Stored items:
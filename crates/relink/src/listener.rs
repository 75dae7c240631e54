//! Connector event listener
//!
//! A connector holds at most one listener, and only weakly: dropping the last
//! strong reference unregisters it. Callbacks run on the connector's worker
//! task, never while an internal lock is held, so a listener may call back
//! into the connector.

use std::sync::{Arc, Weak};

use parking_lot::RwLock;

use crate::error::ConnectorError;

/// Observer of connection lifecycle events and command completions.
///
/// `connected` and `disconnected` are paired per established session; a failed
/// connect attempt produces `disconnected` followed by `exception`.
pub trait ConnectorListener: Send + Sync {
    /// A session was established
    fn connected(&self);

    /// A session ended or a connect attempt failed
    fn disconnected(&self);

    /// A connect attempt failed, or a session ended with an error while the
    /// connector was not being stopped
    fn exception(&self, error: &ConnectorError);

    /// An exec command completed
    fn exec_done(&self, _id: i32) {}

    /// A channel read completed
    fn read_done(&self, _result: i32, _name: &str, _values: &[f32]) {}

    /// A channel write completed
    fn write_done(&self, _result: i32, _name: &str) {}

    /// The session hit a fatal fault (including a panic).
    ///
    /// The worker keeps running; persistent connectors reconnect as usual.
    fn fault(&self, _description: &str) {}
}

/// Weakly-held listener registration shared by the connector and its sessions
#[derive(Default)]
pub(crate) struct ListenerSlot {
    inner: RwLock<Option<Weak<dyn ConnectorListener>>>,
}

impl ListenerSlot {
    pub(crate) fn set(&self, listener: &Arc<dyn ConnectorListener>) {
        *self.inner.write() = Some(Arc::downgrade(listener));
    }

    pub(crate) fn clear(&self) {
        *self.inner.write() = None;
    }

    /// Upgrade the registration; `None` if unset or the listener was dropped
    pub(crate) fn get(&self) -> Option<Arc<dyn ConnectorListener>> {
        self.inner.read().as_ref().and_then(Weak::upgrade)
    }

    /// Invoke `f` on the listener, if one is alive
    pub(crate) fn notify(&self, f: impl FnOnce(&dyn ConnectorListener)) {
        if let Some(listener) = self.get() {
            f(listener.as_ref());
        }
    }
}

impl std::fmt::Debug for ListenerSlot {
    fn fmt(&self, f: &mut std::fmt::Formatter<'_>) -> std::fmt::Result {
        f.debug_struct("ListenerSlot")
            .field("registered", &self.get().is_some())
            .finish()
    }
}

#[cfg(test)]
mod tests {
    use super::*;
    use std::sync::atomic::{AtomicUsize, Ordering};

    #[derive(Default)]
    struct Counter {
        connected: AtomicUsize,
    }

    impl ConnectorListener for Counter {
        fn connected(&self) {
            self.connected.fetch_add(1, Ordering::SeqCst);
        }
        fn disconnected(&self) {}
        fn exception(&self, _error: &ConnectorError) {}
    }

    #[test]
    fn test_unset_slot_is_noop() {
        let slot = ListenerSlot::default();
        let mut called = false;
        slot.notify(|_| called = true);
        assert!(!called);
    }

    #[test]
    fn test_notify_reaches_listener() {
        let slot = ListenerSlot::default();
        let counter = Arc::new(Counter::default());
        let listener: Arc<dyn ConnectorListener> = counter.clone();
        slot.set(&listener);

        slot.notify(|l| l.connected());
        slot.notify(|l| l.connected());
        assert_eq!(counter.connected.load(Ordering::SeqCst), 2);
    }

    #[test]
    fn test_dropped_listener_unregisters() {
        let slot = ListenerSlot::default();
        let listener: Arc<dyn ConnectorListener> = Arc::new(Counter::default());
        slot.set(&listener);
        assert!(slot.get().is_some());

        drop(listener);
        assert!(slot.get().is_none());
    }

    #[test]
    fn test_clear() {
        let slot = ListenerSlot::default();
        let listener: Arc<dyn ConnectorListener> = Arc::new(Counter::default());
        slot.set(&listener);
        slot.clear();
        assert!(slot.get().is_none());
    }
}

# ASSIGNMENT:
Return every entry verbatim.

# RESULT:
filename crates/relink/src/listener.rs
repository 75dae7c240631e54
//! Connector event listener
//!
//! A connector holds at most one listener, and only weakly: dropping the last
//! strong reference unregisters it. Callbacks run on the connector's worker
//! task, never while an internal lock is held, so a listener may call back
//! into the connector.

use std::sync::{Arc, Weak};

use parking_lot::RwLock;

use crate::error::ConnectorError;

/// Observer of connection lifecycle events and command completions.
///
/// `connected` and `disconnected` are paired per established session; a failed
/// connect attempt produces `disconnected` followed by `exception`.
pub trait ConnectorListener: Send + Sync {
    /// A session was established
    fn connected(&self);

    /// A session ended or a connect attempt failed
    fn disconnected(&self);

    /// A connect attempt failed, or a session ended with an error while the
    /// connector was not being stopped
    fn exception(&self, error: &ConnectorError);

    /// An exec command completed
    fn exec_done(&self, _id: i32) {}

    /// A channel read completed
    fn read_done(&self, _result: i32, _name: &str, _values: &[f32]) {}

    /// A channel write completed
    fn write_done(&self, _result: i32, _name: &str) {}

    /// The session hit a fatal fault (including a panic).
    ///
    /// The worker keeps running; persistent connectors reconnect as usual.
    fn fault(&self, _description: &str) {}
}

/// Weakly-held listener registration shared by the connector and its sessions
#[derive(Default)]
pub(crate) struct ListenerSlot {
    inner: RwLock<Option<Weak<dyn ConnectorListener>>>,
}

impl ListenerSlot {
    pub(crate) fn set(&self, listener: &Arc<dyn ConnectorListener>) {
        *self.inner.write() = Some(Arc::downgrade(listener));
    }

    pub(crate) fn clear(&self) {
        *self.inner.write() = None;
    }

    /// Upgrade the registration; `None` if unset or the listener was dropped
    pub(crate) fn get(&self) -> Option<Arc<dyn ConnectorListener>> {
        self.inner.read().as_ref().and_then(Weak::upgrade)
    }

    /// Invoke `f` on the listener, if one is alive
    pub(crate) fn notify(&self, f: impl FnOnce(&dyn ConnectorListener)) {
        if let Some(listener) = self.get() {
            f(listener.as_ref());
        }
    }
}

impl std::fmt::Debug for ListenerSlot {
    fn fmt(&self, f: &mut std::fmt::Formatter<'_>) -> std::fmt::Result {
        f.debug_struct("ListenerSlot")
            .field("registered", &self.get().is_some())
            .finish()
    }
}

#[cfg(test)]
mod tests {
    use super::*;
    use std::sync::atomic::{AtomicUsize, Ordering};

    #[derive(Default)]
    struct Counter {
        connected: AtomicUsize,
    }

    impl ConnectorListener for Counter {
        fn connected(&self) {
            self.connected.fetch_add(1, Ordering::SeqCst);
        }
        fn disconnected(&self) {}
        fn exception(&self, _error: &ConnectorError) {}
    }

    #[test]
    fn test_unset_slot_is_noop() {
        let slot = ListenerSlot::default();
        let mut called = false;
        slot.notify(|_| called = true);
        assert!(!called);
    }

    #[test]
    fn test_notify_reaches_listener() {
        let slot = ListenerSlot::default();
        let counter = Arc::new(Counter::default());
        let listener: Arc<dyn ConnectorListener> = counter.clone();
        slot.set(&listener);

        slot.notify(|l| l.connected());
        slot.notify(|l| l.connected());
        assert_eq!(counter.connected.load(Ordering::SeqCst), 2);
    }

    #[test]
    fn test_dropped_listener_unregisters() {
        let slot = ListenerSlot::default();
        let listener: Arc<dyn ConnectorListener> = Arc::new(Counter::default());
        slot.set(&listener);
        assert!(slot.get().is_some());

        drop(listener);
        assert!(slot.get().is_none());
    }

    #[test]
    fn test_clear() {
        let slot = ListenerSlot::default();
        let listener: Arc<dyn ConnectorListener> = Arc::new(Counter::default());
        slot.set(&listener);
        slot.clear();
        assert!(slot.get().is_none());
    }
}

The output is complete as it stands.